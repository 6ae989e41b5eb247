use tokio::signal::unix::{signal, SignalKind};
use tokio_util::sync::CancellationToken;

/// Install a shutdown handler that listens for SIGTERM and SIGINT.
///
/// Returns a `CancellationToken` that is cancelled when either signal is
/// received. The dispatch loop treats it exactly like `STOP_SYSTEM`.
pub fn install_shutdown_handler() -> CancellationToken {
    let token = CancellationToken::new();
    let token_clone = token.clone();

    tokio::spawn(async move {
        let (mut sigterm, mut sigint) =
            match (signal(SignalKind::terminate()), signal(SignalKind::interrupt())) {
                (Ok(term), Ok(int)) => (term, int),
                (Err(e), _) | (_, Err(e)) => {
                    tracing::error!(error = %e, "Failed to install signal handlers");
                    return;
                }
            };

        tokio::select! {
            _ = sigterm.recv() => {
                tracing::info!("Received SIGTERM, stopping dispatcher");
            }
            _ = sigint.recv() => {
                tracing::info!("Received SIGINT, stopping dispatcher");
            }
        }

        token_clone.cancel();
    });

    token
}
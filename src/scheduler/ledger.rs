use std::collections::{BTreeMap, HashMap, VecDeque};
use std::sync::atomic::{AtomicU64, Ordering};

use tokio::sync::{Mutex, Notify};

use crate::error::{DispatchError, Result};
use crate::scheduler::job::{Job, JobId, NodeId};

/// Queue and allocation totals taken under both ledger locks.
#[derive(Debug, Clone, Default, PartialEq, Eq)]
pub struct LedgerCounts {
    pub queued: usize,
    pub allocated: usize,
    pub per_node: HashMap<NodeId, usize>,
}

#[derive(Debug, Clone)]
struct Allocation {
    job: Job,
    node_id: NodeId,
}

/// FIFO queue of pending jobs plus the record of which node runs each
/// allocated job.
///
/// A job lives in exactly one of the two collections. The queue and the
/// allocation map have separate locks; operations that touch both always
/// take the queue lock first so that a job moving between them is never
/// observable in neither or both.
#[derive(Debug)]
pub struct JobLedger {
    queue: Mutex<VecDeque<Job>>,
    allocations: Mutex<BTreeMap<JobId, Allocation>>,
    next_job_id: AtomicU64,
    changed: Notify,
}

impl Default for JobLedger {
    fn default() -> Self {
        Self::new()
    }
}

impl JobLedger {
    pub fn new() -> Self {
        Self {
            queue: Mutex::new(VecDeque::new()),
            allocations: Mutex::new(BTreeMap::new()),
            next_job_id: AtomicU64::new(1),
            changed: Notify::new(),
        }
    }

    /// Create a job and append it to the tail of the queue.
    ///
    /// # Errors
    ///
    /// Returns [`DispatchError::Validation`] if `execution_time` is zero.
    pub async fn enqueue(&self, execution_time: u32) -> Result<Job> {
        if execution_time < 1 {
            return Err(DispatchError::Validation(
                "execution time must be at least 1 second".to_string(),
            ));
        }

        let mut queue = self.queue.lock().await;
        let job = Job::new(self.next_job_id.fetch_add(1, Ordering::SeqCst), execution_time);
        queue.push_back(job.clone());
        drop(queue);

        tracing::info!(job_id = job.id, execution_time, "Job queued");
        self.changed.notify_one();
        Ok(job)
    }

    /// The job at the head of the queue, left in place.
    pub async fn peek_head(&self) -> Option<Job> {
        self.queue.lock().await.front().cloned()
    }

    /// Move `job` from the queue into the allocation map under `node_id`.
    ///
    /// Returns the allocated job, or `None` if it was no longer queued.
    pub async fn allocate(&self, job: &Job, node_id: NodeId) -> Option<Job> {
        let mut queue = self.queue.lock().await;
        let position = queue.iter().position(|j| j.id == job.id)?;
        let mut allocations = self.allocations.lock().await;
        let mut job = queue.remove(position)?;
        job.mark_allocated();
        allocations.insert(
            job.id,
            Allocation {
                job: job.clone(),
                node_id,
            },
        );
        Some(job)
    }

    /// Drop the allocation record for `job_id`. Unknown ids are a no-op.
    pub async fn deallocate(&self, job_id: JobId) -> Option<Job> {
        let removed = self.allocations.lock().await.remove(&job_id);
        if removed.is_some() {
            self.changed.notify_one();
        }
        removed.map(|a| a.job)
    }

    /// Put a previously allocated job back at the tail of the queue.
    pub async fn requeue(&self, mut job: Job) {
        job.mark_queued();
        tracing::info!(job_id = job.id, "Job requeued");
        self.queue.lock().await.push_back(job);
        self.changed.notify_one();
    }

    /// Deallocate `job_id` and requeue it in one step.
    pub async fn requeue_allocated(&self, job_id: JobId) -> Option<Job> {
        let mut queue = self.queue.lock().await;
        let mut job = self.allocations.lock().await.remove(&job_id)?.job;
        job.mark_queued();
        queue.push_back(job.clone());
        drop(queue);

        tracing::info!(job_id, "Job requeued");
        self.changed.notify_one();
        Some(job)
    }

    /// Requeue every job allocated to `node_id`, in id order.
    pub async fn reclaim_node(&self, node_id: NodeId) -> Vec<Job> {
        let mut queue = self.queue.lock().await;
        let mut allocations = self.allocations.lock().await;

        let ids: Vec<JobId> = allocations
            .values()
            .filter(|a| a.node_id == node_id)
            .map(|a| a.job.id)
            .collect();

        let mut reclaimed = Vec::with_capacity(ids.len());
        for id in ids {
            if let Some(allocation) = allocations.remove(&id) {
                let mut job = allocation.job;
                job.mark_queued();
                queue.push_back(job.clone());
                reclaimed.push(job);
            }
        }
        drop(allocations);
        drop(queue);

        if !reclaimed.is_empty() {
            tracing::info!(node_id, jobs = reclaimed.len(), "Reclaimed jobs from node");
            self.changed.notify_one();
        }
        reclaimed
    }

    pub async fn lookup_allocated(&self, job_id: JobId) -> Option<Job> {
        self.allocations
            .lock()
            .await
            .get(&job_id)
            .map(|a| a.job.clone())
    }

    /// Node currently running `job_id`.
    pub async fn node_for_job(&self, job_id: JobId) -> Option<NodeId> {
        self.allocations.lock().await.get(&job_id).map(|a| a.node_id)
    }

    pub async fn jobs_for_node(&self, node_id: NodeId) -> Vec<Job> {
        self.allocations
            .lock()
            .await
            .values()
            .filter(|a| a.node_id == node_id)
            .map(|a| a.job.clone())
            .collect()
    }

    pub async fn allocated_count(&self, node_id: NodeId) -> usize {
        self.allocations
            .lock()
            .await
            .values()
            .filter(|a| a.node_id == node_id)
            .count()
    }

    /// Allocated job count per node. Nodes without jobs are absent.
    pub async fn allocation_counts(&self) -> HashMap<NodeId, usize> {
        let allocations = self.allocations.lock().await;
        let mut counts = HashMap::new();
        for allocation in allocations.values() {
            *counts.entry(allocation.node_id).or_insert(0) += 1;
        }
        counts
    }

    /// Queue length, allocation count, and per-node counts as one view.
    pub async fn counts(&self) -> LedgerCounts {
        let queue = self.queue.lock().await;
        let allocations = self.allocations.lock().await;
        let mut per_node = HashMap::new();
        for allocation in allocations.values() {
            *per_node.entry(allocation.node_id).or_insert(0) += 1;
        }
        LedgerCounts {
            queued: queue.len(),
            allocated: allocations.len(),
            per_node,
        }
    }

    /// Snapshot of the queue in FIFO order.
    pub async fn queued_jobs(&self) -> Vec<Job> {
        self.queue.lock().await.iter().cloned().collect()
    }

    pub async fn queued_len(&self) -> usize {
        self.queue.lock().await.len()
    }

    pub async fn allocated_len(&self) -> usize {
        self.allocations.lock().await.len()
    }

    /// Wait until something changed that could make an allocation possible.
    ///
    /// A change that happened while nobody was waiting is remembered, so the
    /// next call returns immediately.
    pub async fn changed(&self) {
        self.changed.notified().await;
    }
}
---+---
| ABOUT THIS TASK |
Lines holding the word "impl" are the answer; copy every one from the records above.

| EXERCISE OUTPUT |
impl Default for JobLedger {
impl JobLedger {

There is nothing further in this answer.